#### EXCERPTED RECORDS:
══════════
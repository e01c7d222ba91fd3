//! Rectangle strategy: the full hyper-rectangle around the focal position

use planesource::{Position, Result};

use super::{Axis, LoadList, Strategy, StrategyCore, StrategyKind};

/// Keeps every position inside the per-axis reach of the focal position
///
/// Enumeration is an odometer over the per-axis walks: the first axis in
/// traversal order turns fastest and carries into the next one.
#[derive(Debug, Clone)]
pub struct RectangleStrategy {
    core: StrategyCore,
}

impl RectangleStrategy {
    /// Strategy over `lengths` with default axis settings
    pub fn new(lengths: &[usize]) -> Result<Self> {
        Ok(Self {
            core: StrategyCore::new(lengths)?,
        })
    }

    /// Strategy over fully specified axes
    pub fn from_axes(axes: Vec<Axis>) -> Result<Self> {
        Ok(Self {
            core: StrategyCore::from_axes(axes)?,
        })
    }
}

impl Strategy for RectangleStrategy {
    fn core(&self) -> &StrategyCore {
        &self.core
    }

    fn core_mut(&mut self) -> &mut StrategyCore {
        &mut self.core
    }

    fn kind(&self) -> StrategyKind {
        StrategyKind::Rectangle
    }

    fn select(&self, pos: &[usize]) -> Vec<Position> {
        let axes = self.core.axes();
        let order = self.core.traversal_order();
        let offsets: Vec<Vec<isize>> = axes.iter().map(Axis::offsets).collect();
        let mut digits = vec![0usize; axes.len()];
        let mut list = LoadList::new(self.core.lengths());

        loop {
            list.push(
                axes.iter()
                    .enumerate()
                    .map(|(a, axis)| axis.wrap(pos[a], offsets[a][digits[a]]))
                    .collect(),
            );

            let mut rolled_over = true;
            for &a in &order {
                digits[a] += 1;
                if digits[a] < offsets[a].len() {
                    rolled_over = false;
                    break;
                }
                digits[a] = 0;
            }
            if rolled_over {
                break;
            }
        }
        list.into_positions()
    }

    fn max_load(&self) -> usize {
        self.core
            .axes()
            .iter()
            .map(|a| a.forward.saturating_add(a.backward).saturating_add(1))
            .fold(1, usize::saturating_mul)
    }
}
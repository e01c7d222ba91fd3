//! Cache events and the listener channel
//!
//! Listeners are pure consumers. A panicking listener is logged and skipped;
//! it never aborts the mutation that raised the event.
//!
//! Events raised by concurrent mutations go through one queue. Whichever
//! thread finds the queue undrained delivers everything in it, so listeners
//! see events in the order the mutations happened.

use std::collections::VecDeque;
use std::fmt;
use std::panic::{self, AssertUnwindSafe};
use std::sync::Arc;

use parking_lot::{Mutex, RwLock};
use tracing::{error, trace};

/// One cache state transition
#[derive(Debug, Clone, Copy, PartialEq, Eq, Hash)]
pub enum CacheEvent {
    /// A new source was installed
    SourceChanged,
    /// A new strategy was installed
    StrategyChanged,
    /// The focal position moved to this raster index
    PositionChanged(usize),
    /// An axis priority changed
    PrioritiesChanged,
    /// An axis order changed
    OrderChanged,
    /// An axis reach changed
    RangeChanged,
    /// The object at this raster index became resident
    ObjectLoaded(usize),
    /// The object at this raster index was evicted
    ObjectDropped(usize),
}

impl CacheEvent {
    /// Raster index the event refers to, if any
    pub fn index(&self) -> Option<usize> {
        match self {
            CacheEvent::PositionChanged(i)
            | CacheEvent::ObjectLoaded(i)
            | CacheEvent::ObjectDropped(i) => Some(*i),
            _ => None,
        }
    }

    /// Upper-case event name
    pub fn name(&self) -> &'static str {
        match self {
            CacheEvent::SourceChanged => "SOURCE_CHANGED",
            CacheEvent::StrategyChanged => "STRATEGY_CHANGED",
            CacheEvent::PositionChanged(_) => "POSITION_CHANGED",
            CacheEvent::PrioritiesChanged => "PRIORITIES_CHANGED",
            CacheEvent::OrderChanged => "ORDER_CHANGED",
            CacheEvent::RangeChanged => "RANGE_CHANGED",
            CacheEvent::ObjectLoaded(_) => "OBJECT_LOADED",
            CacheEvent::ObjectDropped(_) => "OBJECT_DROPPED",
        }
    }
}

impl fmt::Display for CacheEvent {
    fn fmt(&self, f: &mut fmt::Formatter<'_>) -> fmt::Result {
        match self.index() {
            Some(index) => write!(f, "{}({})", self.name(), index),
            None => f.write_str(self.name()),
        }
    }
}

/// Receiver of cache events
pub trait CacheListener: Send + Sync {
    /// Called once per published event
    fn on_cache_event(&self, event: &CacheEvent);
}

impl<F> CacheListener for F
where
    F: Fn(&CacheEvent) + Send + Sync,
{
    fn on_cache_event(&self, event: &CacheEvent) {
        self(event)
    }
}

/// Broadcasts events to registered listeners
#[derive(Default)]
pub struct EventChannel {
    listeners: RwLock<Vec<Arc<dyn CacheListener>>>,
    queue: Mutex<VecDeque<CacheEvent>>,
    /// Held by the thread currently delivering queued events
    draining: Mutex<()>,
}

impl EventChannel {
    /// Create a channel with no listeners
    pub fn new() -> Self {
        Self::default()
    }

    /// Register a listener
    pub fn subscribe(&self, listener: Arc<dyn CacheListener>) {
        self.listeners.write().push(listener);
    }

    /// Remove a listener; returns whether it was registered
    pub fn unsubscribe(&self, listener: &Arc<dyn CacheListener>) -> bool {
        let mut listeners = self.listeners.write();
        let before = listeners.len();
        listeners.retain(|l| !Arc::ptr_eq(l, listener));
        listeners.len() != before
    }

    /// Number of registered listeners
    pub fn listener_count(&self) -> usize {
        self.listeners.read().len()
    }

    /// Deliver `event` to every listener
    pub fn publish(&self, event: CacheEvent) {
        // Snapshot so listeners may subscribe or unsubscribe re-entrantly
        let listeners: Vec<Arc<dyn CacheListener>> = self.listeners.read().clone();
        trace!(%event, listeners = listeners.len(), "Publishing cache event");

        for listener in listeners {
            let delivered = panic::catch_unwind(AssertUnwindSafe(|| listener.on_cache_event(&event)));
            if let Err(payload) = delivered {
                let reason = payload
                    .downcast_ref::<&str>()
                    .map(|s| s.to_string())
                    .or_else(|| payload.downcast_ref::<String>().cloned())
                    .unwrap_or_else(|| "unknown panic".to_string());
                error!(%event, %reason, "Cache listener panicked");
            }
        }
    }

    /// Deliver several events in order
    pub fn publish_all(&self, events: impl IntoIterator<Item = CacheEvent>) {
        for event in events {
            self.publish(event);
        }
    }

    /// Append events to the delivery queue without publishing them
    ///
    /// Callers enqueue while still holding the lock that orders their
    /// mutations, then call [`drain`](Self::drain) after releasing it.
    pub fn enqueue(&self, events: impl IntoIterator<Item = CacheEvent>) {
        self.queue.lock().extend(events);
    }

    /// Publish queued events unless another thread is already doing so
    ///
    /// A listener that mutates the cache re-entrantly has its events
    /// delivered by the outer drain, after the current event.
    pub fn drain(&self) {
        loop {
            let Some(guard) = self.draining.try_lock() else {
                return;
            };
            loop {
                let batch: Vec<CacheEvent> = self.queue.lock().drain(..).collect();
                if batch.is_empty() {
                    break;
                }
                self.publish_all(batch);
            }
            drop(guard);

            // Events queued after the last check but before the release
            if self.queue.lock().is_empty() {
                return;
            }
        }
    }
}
══════════
Scan the records above for the string "payload", and copy every line where it turns up.

#### RESPONSE:
            if let Err(payload) = delivered {
                let reason = payload
                    .or_else(|| payload.downcast_ref::<String>().cloned())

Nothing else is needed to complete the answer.